Recuo da Assembleia deve ser comemorado, mas deixa cicatrizes

Foi preciso uma saraivada de críticas e até ações na Justiça para que deputados renunciassem a vitória em eleição antecipada em mais de 400 dias. Ardil montado por parlamentares foi um tiro no decoro, que saiu pela culatra

Publicado em 04/12/2019 às 21h13
Fachada da Assembleia Legislativa do ES. Crédito: Arquivo
Fachada da Assembleia Legislativa do ES. Crédito: Arquivo

Foi preciso uma saraivada de críticas e até ações na Justiça, mas no fim o bom senso prevaleceu. Os deputados eleitos para a Mesa Diretora da Assembleia Legislativa do Espírito Santo para o biênio 2021-2023, em pleito antecipado em mais de 400 dias em relação à data originalmente prevista, anunciaram nesta quarta-feira (4) a decisão de renunciar. O recuo deve ser comemorado, mas deixa suas cicatrizes.

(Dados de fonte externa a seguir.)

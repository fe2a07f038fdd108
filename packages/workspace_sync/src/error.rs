//! Error taxonomy for the sync core.
//!
//! Everything here is contained by the `SyncController`; callers of `refresh()`
//! never see these values. Stale-update rejections and scope cancellation are
//! normal outcomes and are not represented as failures of the cycle.

#[derive(Debug, Clone, PartialEq, Eq, thiserror::Error)]
pub enum SyncError {
    #[error("not connected to {host}")]
    NotConnected { host: String },

    #[error("connection to {host} failed: {reason}")]
    Connectivity { host: String, reason: String },

    #[error("snapshot fetch failed: {0}")]
    SnapshotFetch(String),

    #[error("subscription broken: {0}")]
    SubscriptionBroken(String),

    #[error("scope terminated")]
    ScopeTerminated,
}

impl SyncError {
    pub fn error_code(&self) -> &str {
        match self {
            Self::NotConnected { .. } => "not_connected",
            Self::Connectivity { .. } => "connectivity",
            Self::SnapshotFetch(_) => "snapshot_fetch",
            Self::SubscriptionBroken(_) => "subscription_broken",
            Self::ScopeTerminated => "scope_terminated",
        }
    }

    /// True when the memoized client for the host can no longer be trusted and
    /// the next refresh must open a fresh connection.
    pub fn invalidates_client(&self) -> bool {
        matches!(
            self,
            Self::Connectivity { .. } | Self::SnapshotFetch(_) | Self::SubscriptionBroken(_)
        )
    }

    /// Cancellation unwinds silently; it is never reported.
    pub fn is_cancellation(&self) -> bool {
        matches!(self, Self::ScopeTerminated)
    }
}

pub type Result<T, E = SyncError> = std::result::Result<T, E>;
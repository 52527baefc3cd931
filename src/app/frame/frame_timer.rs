/// Milliseconds on a monotonic-enough clock for the current target
#[cfg(target_arch = "wasm32")]
fn now_ms() -> f64 {
    js_sys::Date::now()
}

#[cfg(not(target_arch = "wasm32"))]
fn now_ms() -> f64 {
    use std::sync::OnceLock;
    use std::time::Instant;

    static EPOCH: OnceLock<Instant> = OnceLock::new();
    EPOCH.get_or_init(Instant::now).elapsed().as_secs_f64() * 1000.0
}

/// Wall time spent inside one frame step
#[derive(Clone, Copy, Debug)]
pub(crate) struct FrameTimer {
    started_ms: f64,
}

impl FrameTimer {
    pub(crate) fn start() -> Self {
        Self { started_ms: now_ms() }
    }

    pub(crate) fn elapsed_ms(&self) -> f64 {
        (now_ms() - self.started_ms).max(0.0)
    }
}

#[cfg(test)]
mod tests {
    use super::*;

    #[test]
    fn elapsed_is_never_negative() {
        let timer = FrameTimer::start();
        assert!(timer.elapsed_ms() >= 0.0);
    }
}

Bater em retirada era, sem dúvida, a melhor estratégia após o movimento esdrúxulo dos parlamentares. Desde a votação da PEC que permitiu uma eleição de todo prematura, realizada menos de 48 horas depois de uma alteração tão profunda nas regras, estava nítida a manobra nada republicana de escolher os adversários contra os quais se quer jogar, como apontou este jornal. A vitória naquela eleição já nascia conspurcada pela suspeição e pela incivilidade.

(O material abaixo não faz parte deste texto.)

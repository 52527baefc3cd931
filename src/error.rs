use std::fmt;

use wasm_bindgen::JsValue;

#[derive(Clone, Debug, PartialEq)]
pub enum PaintError {
    /// A paint/erase action found no cell under the cursor
    NoTargetCell { x: f64, y: f64 },
    InvalidConfig(String),
    /// A drawing call on the surface failed
    Surface(String),
    /// No 2D rendering surface is available
    Unsupported,
}

impl fmt::Display for PaintError {
    fn fmt(&self, f: &mut fmt::Formatter<'_>) -> fmt::Result {
        match self {
            PaintError::NoTargetCell { x, y } => write!(f, "no grid cell near ({}, {})", x, y),
            PaintError::InvalidConfig(msg) => write!(f, "invalid config: {}", msg),
            PaintError::Surface(msg) => write!(f, "surface error: {}", msg),
            PaintError::Unsupported => write!(f, "2d canvas rendering is not supported"),
        }
    }
}

impl std::error::Error for PaintError {}

impl From<serde_json::Error> for PaintError {
    fn from(e: serde_json::Error) -> Self {
        PaintError::InvalidConfig(e.to_string())
    }
}

impl From<PaintError> for JsValue {
    fn from(e: PaintError) -> Self {
        JsValue::from_str(&e.to_string())
    }
}
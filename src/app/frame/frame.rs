use crate::core::PointerMode;
use crate::error::PaintError;
use crate::render::{draw_cell, draw_shape, ColorControl, Surface};

use super::{FrameStats, FrameTimer, PaintCore};

pub(super) fn render_frame(
    core: &mut PaintCore,
    surface: &mut dyn Surface,
    picker: Option<&mut dyn ColorControl>,
) -> Result<FrameStats, PaintError> {
    let timer = FrameTimer::start();
    let mut stats = FrameStats {
        frame: core.frame,
        ..FrameStats::default()
    };

    stats.events_applied = core.apply_pending() as u32;

    surface.clear_rect(0.0, 0.0, surface.width(), surface.height());

    if let Some(picker) = picker {
        stats.picker_moved = track_picker(core, picker);
    }

    for cell in core.grid.cells() {
        draw_cell(&mut *surface, cell, &core.style)?;
        stats.cells_drawn += 1;
    }

    // mode() reports Erasing when both buttons are held
    match core.pointer.mode() {
        PointerMode::Painting => {
            stats.painted = match core.paint() {
                Ok(created) => created.is_some(),
                // Cursor off the grid: nothing to paint this frame
                Err(PaintError::NoTargetCell { .. }) => false,
                Err(e) => return Err(e),
            };
        }
        PointerMode::Erasing => stats.erased = core.erase(),
        PointerMode::Idle => {}
    }

    for shape in core.shapes.iter() {
        draw_shape(&mut *surface, shape);
        stats.shapes_drawn += 1;
    }

    stats.frame_ms = timer.elapsed_ms();
    core.frame += 1;
    core.last_stats = stats.clone();
    Ok(stats)
}

/// Keep the color picker a fixed offset below-right of the cursor.
/// Only writes when the target actually differs.
fn track_picker(core: &PaintCore, picker: &mut dyn ColorControl) -> bool {
    let Some((x, y)) = core.pointer.position() else {
        return false;
    };

    let offset = core.config.picker_offset;
    let target = (x + offset, y + offset);
    if picker.position() == Some(target) {
        return false;
    }

    picker.set_position(target.0, target.1);
    true
}
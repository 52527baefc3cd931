//! PaintCore - the whole application state in one explicit struct
//!
//! Grid, shape registry, pointer and config live here and are passed by
//! `&mut` to the frame step and the input handlers. There are no globals.
//!
//! - events/   - input queue, drained once per frame in arrival order
//! - commands/ - paint / erase / resize
//! - frame/    - the per-frame redraw and its timing stats
//! - init/     - construction and runtime settings
//! - facade    - `#[wasm_bindgen]` wrapper for JS-driven hosts

use std::collections::VecDeque;

use crate::config::PaintConfig;
use crate::core::{Button, GridLayout, PointerState, ShapeId, ShapeRegistry};
use crate::error::PaintError;
use crate::render::{ColorControl, GridStyle, Surface};

#[path = "events/events.rs"]
mod events;
#[path = "commands/commands.rs"]
mod commands;
#[path = "frame/frame_timer.rs"]
mod frame_timer;
#[path = "frame/frame_stats.rs"]
mod frame_stats;
#[path = "frame/frame.rs"]
mod frame;
#[path = "init/init.rs"]
mod init;
#[path = "init/settings.rs"]
mod settings;
mod facade;

pub use events::InputEvent;
pub use facade::Painter;
pub use frame_stats::FrameStats;

use frame_timer::FrameTimer;

pub struct PaintCore {
    config: PaintConfig,
    style: GridStyle,
    grid: GridLayout,
    shapes: ShapeRegistry,
    pointer: PointerState,
    pending: VecDeque<InputEvent>,

    frame: u64,
    last_stats: FrameStats,
}

impl PaintCore {
    /// Create a painter for a `width` x `height` viewport with default settings
    /// (an empty grid when the viewport is too large to tile; the next resize retries)
    pub fn new(width: u32, height: u32) -> Self {
        let config = PaintConfig::default();
        let grid = GridLayout::build(width, height, config.cell_size).unwrap_or_else(|e| {
            console_warn!("{}", e);
            GridLayout::empty(config.cell_size)
        });
        init::create_paint_core(grid, config)
    }

    pub fn with_config(width: u32, height: u32, config: PaintConfig) -> Result<Self, PaintError> {
        config.validate()?;
        let grid = GridLayout::build(width, height, config.cell_size)?;
        Ok(init::create_paint_core(grid, config))
    }

    pub fn config(&self) -> &PaintConfig { &self.config }

    pub fn grid(&self) -> &GridLayout { &self.grid }

    pub fn shapes(&self) -> &ShapeRegistry { &self.shapes }

    pub fn pointer(&self) -> &PointerState { &self.pointer }

    pub fn shape_count(&self) -> usize { self.shapes.len() }

    pub fn frame(&self) -> u64 { self.frame }

    pub fn last_frame_stats(&self) -> &FrameStats { &self.last_stats }

    /// Events queued but not yet applied
    pub fn pending_events(&self) -> usize { self.pending.len() }

    // === INPUT (queued until the next frame) ===

    pub fn push_event(&mut self, event: InputEvent) {
        events::push(self, event);
    }

    pub fn pointer_move(&mut self, x: f64, y: f64) {
        self.push_event(InputEvent::PointerMove { x, y });
    }

    pub fn button_down(&mut self, button: Button) {
        self.push_event(InputEvent::ButtonDown(button));
    }

    pub fn button_up(&mut self) {
        self.push_event(InputEvent::ButtonUp);
    }

    pub fn set_color(&mut self, color: &str) {
        self.push_event(InputEvent::ColorChanged(color.to_string()));
    }

    pub fn resize(&mut self, width: u32, height: u32) {
        self.push_event(InputEvent::Resize { width, height });
    }

    /// Apply every queued event in arrival order. Returns how many were applied.
    pub fn apply_pending(&mut self) -> usize {
        events::apply_pending(self)
    }

    // === ACTIONS ===

    /// Paint the cell nearest the cursor with the current color.
    /// `Ok(None)` when the cell is already painted or no cursor is known yet.
    pub fn paint(&mut self) -> Result<Option<ShapeId>, PaintError> {
        commands::paint(self)
    }

    /// Erase the shape in the cell nearest the cursor, if any
    pub fn erase(&mut self) -> bool {
        commands::erase(self)
    }

    /// Rebuild the grid for a new viewport, dropping every shape.
    /// On error grid and shapes are left as they were.
    pub fn rebuild(&mut self, width: u32, height: u32) -> Result<(), PaintError> {
        commands::rebuild(self, width, height)
    }

    // === FRAME ===

    /// Run one frame: drain input, clear, move the picker, draw the grid,
    /// apply the pointer action, draw the shapes
    pub fn render_frame(
        &mut self,
        surface: &mut dyn Surface,
        picker: Option<&mut dyn ColorControl>,
    ) -> Result<FrameStats, PaintError> {
        frame::render_frame(self, surface, picker)
    }

    // === SETTINGS ===

    pub fn set_cell_size(&mut self, size: f64) -> Result<(), PaintError> {
        settings::set_cell_size(self, size)
    }

    pub fn set_grid_stroke_color(&mut self, color: &str) {
        settings::set_grid_stroke_color(self, color);
    }

    pub fn set_label_style(&mut self, font: &str, color: &str) {
        settings::set_label_style(self, font, color);
    }

    pub fn set_picker_offset(&mut self, offset: f64) {
        settings::set_picker_offset(self, offset);
    }

    /// Cell <-> shape links agree in both directions
    pub fn links_consistent(&self) -> bool {
        self.shapes.links_consistent(&self.grid)
    }
}

#[cfg(test)]
#[path = "tests/tests.rs"]
mod tests;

O ardil montado na Assembleia Legislativa foi um tiro no decoro, que saiu pela culatra. Ao antecipar a eleição, o grupo em torno do presidente reeleito da Assembleia, Erick Musso, planejava manter-se no poder por mais dois anos. Mas parece que se esqueceram de calcular o ônus político angariado com o remendo à Constituição, que deve custar a ser revertido.

Em uma “carta ao povo do Espírito Santo”, em que ironicamente citam “a estabilidade e harmonia entre os Poderes”, Musso e outros 21 deputados defendem a “comprovada legalidade” da antecipação das eleições. Se constitucional ou não, o Judiciário decidirá - duas ofensivas contra a medida foram apresentadas à Justiça Federal e ao Tribunal de Justiça do Estado. Mas os parlamentares signatários do documento deveriam ao menos ter recorrido a uma sabedoria antiga, bíblica, que prega que mesmo que tudo seja permitido, nem tudo convém.

Se a insídia armada na Assembleia serviu para alguma coisa foi para demonstrar que, apesar dos laivos autoritários de alguns parlamentares, o sistema de pesos e contrapesos da democracia está bem lubrificado. Esses vestígios de absolutismo, aliás, partiram até mesmo de deputados que pregam a nova política. Infelizmente, as práticas cheiram a naftalina.

Graças às reações dos outros Poderes e da sociedade organizada é que o resultado do pleito extemporâneo foi anulado. Mas essa é apenas uma das cabeças da serpente. É preciso também reverter a emenda que permitiu toda essa pressa na escolha da Mesa Diretora. Esse espetáculo de mau gosto não pode ter bis.